Metal is among the packaging materials most vulnerable to geopolitical shifts. Two-thirds of metal for food packaging in the U.S. is imported, and most tinplate capacity has been shut down in the U.S., Thanatil said.
Conversely, flexible and rigid plastics, along with paper, are at an advantage because of their domestic supply chains, Thanatil said.
In many cases, products are manufactured in one place but packaged in another, exposing the goods to tariffs. Many CPGs import raw materials and then manufacture or package domestically, Dochstader said. In the case of electronics, products are manufactured overseas, so the packaging is produced in the same region.
“We're not going to make packaging here for iPhones and then ship it to China. That would be ridiculous,” Peek said.
Clorox noted its tariff exposure is “relatively limited” because “we tend to manufacture closely to where we sell our products,” CFO Luc Bellet said on a May earnings call. But he added that most of the tariff impact is on packaging and raw supplies.
What should packaging execs focus on right now?
Because the tariff situation remains fluid, experts advised working to make supply chains more resilient, while focusing on long-term packaging trends.
For example, younger generations show preferences toward sustainable packaging and healthier eating, Thanatil said. Making a packaging change that results in lower exposure to tariffs but doesn’t align with sustainability goals may not be a worthwhile tradeoff.
Diversifying suppliers, reshoring production and reengineering designs are all possibilities to make the supply chain better able to absorb shocks.

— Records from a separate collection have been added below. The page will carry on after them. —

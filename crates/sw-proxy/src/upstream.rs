use async_trait::async_trait;
use axum::body::Body;
use axum::http::Request;
use http_body_util::BodyExt;
use hyper_util::client::legacy::Client;
use hyper_util::rt::TokioExecutor;
use std::time::Duration;
use sw_cache::fetch::{Fetcher, RequestInfo};
use sw_cache::{CachedResponse, FetchError};
use url::Url;

pub type HttpClient = Client<hyper_util::client::legacy::connect::HttpConnector, Body>;

/// Headers that describe one hop and must not be forwarded or cached.
const HOP_BY_HOP: &[&str] = &[
    "connection",
    "keep-alive",
    "proxy-connection",
    "transfer-encoding",
    "upgrade",
    "te",
    "trailer",
    "host",
    "content-length",
];

pub fn is_hop_by_hop(name: &str) -> bool {
    HOP_BY_HOP.iter().any(|h| name.eq_ignore_ascii_case(h))
}

/// The network as seen by the worker: same-origin requests are forwarded to
/// the upstream origin, cross-origin `http` requests go out directly.
pub struct HyperFetcher {
    client: HttpClient,
    origin: Url,
    upstream: Url,
    timeout: Duration,
}

impl HyperFetcher {
    pub fn new(origin: Url, upstream: Url, timeout: Duration) -> Self {
        Self {
            client: Client::builder(TokioExecutor::new()).build_http(),
            origin,
            upstream,
            timeout,
        }
    }

    /// Where a request actually goes.
    fn target(&self, url: &Url) -> Result<Url, FetchError> {
        if url.origin() != self.origin.origin() {
            if url.scheme() != "http" {
                return Err(FetchError::InvalidRequest(format!(
                    "unsupported scheme for {url}"
                )));
            }
            return Ok(url.clone());
        }

        let mut target = self.upstream.clone();
        target.set_path(url.path());
        target.set_query(url.query());
        Ok(target)
    }

    async fn send(&self, req: &RequestInfo) -> Result<CachedResponse, FetchError> {
        let target = self.target(&req.url)?;

        let mut builder = Request::builder().method(req.method.clone()).uri(target.as_str());
        for (name, value) in &req.headers {
            if !is_hop_by_hop(name) {
                builder = builder.header(name.as_str(), value.as_str());
            }
        }
        let upstream_req = builder
            .body(Body::from(req.body.clone()))
            .map_err(|e| FetchError::InvalidRequest(e.to_string()))?;

        let upstream_resp = self
            .client
            .request(upstream_req)
            .await
            .map_err(|e| FetchError::Network(e.to_string()))?;

        let status = upstream_resp.status().as_u16();
        let headers: Vec<(String, String)> = upstream_resp
            .headers()
            .iter()
            .filter(|(k, _)| !is_hop_by_hop(k.as_str()))
            .filter_map(|(k, v)| v.to_str().ok().map(|v| (k.to_string(), v.to_string())))
            .collect();

        let body = upstream_resp
            .into_body()
            .collect()
            .await
            .map_err(|e| FetchError::Network(e.to_string()))?
            .to_bytes();

        Ok(CachedResponse {
            status,
            headers,
            body,
        })
    }
}

#[async_trait]
impl Fetcher for HyperFetcher {
    async fn fetch(&self, req: &RequestInfo) -> Result<CachedResponse, FetchError> {
        let started = std::time::Instant::now();
        let result = match tokio::time::timeout(self.timeout, self.send(req)).await {
            Ok(result) => result,
            Err(_) => Err(FetchError::Timeout(self.timeout.as_millis() as u64)),
        };

        match &result {
            Ok(resp) => tracing::debug!(
                url = %req.url,
                status = resp.status,
                latency_us = started.elapsed().as_micros(),
                "upstream response"
            ),
            Err(e) => tracing::warn!(url = %req.url, error = %e, "upstream request failed"),
        }
        result
    }
}
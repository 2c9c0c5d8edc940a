use crate::error::ConfigError;
use crate::rules::{CacheCategory, StrategyKind};
use serde::Deserialize;
use std::time::Duration;
use url::Url;

#[derive(Debug, Clone, PartialEq, Deserialize)]
pub struct WorkerConfig {
    /// Version tag baked into every cache name. Bumping it retires old caches
    /// on the next activation.
    #[serde(default = "default_version")]
    pub version: String,
    #[serde(default = "default_cache_prefix")]
    pub cache_prefix: String,
    /// Origin of the controlled pages; anything else is cross-origin.
    #[serde(default = "default_origin")]
    pub origin: String,
    #[serde(default = "default_skip_waiting")]
    pub skip_waiting: bool,
    #[serde(default)]
    pub sweep: SweepConfig,
    /// Shell assets cached at install, as paths relative to `origin`.
    #[serde(default = "default_shell")]
    pub shell: Vec<String>,
    /// Strategy rules in priority order.
    #[serde(default = "default_rules")]
    pub rules: Vec<RuleConfig>,
}

#[derive(Debug, Clone, PartialEq, Deserialize)]
pub struct SweepConfig {
    #[serde(default = "default_sweep_interval")]
    pub interval_seconds: u64,
    #[serde(default = "default_sweep_max_age")]
    pub max_age_seconds: u64,
}

#[derive(Debug, Clone, PartialEq, Deserialize)]
pub struct RuleConfig {
    pub name: String,
    #[serde(default)]
    pub pattern: Option<String>,
    #[serde(default)]
    pub cross_origin: bool,
    pub strategy: StrategyKind,
    pub max_age_seconds: u64,
    pub cache: CacheCategory,
}

/// The three current, version-tagged cache names.
#[derive(Debug, Clone, PartialEq, Eq)]
pub struct CacheNames {
    pub static_cache: String,
    pub dynamic: String,
    pub images: String,
}

impl CacheNames {
    pub fn new(prefix: &str, version: &str) -> Self {
        Self {
            static_cache: format!("{prefix}-static-{version}"),
            dynamic: format!("{prefix}-dynamic-{version}"),
            images: format!("{prefix}-images-{version}"),
        }
    }

    pub fn for_category(&self, category: CacheCategory) -> &str {
        match category {
            CacheCategory::Static => &self.static_cache,
            CacheCategory::Dynamic => &self.dynamic,
            CacheCategory::Images => &self.images,
        }
    }

    pub fn is_current(&self, name: &str) -> bool {
        CacheCategory::ALL
            .iter()
            .any(|c| self.for_category(*c) == name)
    }
}

impl WorkerConfig {
    pub fn cache_names(&self) -> CacheNames {
        CacheNames::new(&self.cache_prefix, &self.version)
    }

    pub fn origin_url(&self) -> Result<Url, ConfigError> {
        Url::parse(&self.origin).map_err(|source| ConfigError::InvalidOrigin {
            origin: self.origin.clone(),
            source,
        })
    }

    /// Shell manifest resolved against the origin.
    pub fn shell_urls(&self) -> Result<Vec<Url>, ConfigError> {
        let origin = self.origin_url()?;
        self.shell
            .iter()
            .map(|path| {
                origin.join(path).map_err(|source| ConfigError::InvalidOrigin {
                    origin: path.clone(),
                    source,
                })
            })
            .collect()
    }

    pub fn sweep_interval(&self) -> Duration {
        Duration::from_secs(self.sweep.interval_seconds)
    }

    pub fn sweep_max_age(&self) -> Duration {
        Duration::from_secs(self.sweep.max_age_seconds)
    }
}

impl Default for WorkerConfig {
    fn default() -> Self {
        Self {
            version: default_version(),
            cache_prefix: default_cache_prefix(),
            origin: default_origin(),
            skip_waiting: default_skip_waiting(),
            sweep: SweepConfig::default(),
            shell: default_shell(),
            rules: default_rules(),
        }
    }
}

impl Default for SweepConfig {
    fn default() -> Self {
        Self {
            interval_seconds: default_sweep_interval(),
            max_age_seconds: default_sweep_max_age(),
        }
    }
}

const HOUR: u64 = 60 * 60;
const DAY: u64 = 24 * HOUR;

fn default_version() -> String {
    "v1".to_string()
}
fn default_cache_prefix() -> String {
    "drinkware".to_string()
}
fn default_origin() -> String {
    "http://localhost:8080".to_string()
}
fn default_skip_waiting() -> bool {
    true
}
fn default_sweep_interval() -> u64 {
    HOUR
}
fn default_sweep_max_age() -> u64 {
    DAY
}

fn default_shell() -> Vec<String> {
    [
        "/",
        "/index.html",
        "/assets/css/styles.css",
        "/assets/js/main.js",
        "/assets/js/animations.js",
        "/manifest.json",
        "/assets/icons/icon-192.png",
        "/assets/icons/icon-512.png",
        "/pages/about.html",
        "/pages/products.html",
        "/pages/contact.html",
    ]
    .iter()
    .map(|s| s.to_string())
    .collect()
}

fn rule(
    name: &str,
    pattern: Option<&str>,
    strategy: StrategyKind,
    max_age_seconds: u64,
    cache: CacheCategory,
) -> RuleConfig {
    RuleConfig {
        name: name.to_string(),
        pattern: pattern.map(str::to_string),
        cross_origin: pattern.is_none(),
        strategy,
        max_age_seconds,
        cache,
    }
}

pub fn default_rules() -> Vec<RuleConfig> {
    vec![
        rule(
            "static",
            Some(r"\.(css|js|woff2?|ttf|eot)$"),
            StrategyKind::CacheFirst,
            7 * DAY,
            CacheCategory::Static,
        ),
        rule(
            "images",
            Some(r"\.(png|jpe?g|gif|svg|webp|avif|ico)$"),
            StrategyKind::CacheFirst,
            30 * DAY,
            CacheCategory::Images,
        ),
        rule(
            "pages",
            Some(r"(\.html|/)$"),
            StrategyKind::NetworkFirst,
            DAY,
            CacheCategory::Dynamic,
        ),
        rule(
            "api",
            Some(r"/api/"),
            StrategyKind::NetworkFirst,
            5 * 60,
            CacheCategory::Dynamic,
        ),
        rule(
            "external",
            None,
            StrategyKind::StaleWhileRevalidate,
            DAY,
            CacheCategory::Dynamic,
        ),
    ]
}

“If you're a procurement person, you have to be willing to entertain new potential opportunities,” Peek said.
He emphasized that doesn’t mean moving all orders over to the vendor with the least tariff exposure. In fact, now is the time to strengthen long-term vendor relationships, not abandon suppliers if they raise prices, sources said.
“They’re reacting to cost pressures of their own,” Dochstader said. She advised that companies ask their vendors questions to clarify what’s driving pricing and to consider design tweaks or lower minimum order quantities.
Link said that when Hammont rolls out “unavoidable price hikes,” it does so with advanced warning. And it will honor old pricing until the company and its customer agree on a date for the new pricing, even if it comes at a cost to Hammont.
“Everyone is in the same boat here just waiting for this to pass,” Link said.
Open communication is important on the customer side, too. Packaging companies sometimes keep supplier information close to the vest with vague specifications so customers can’t seek alternative quotes.
“That veil has to be ripped to just create ultimate transparency and communication with your customers,” Peek said. “That's how you'll navigate through everything in a world that's hard to navigate right now.”
Peek advised packaging executives to stay informed on changing trade policies, but cut through the noise by focusing on what they know is true — and use that to guide decision-making.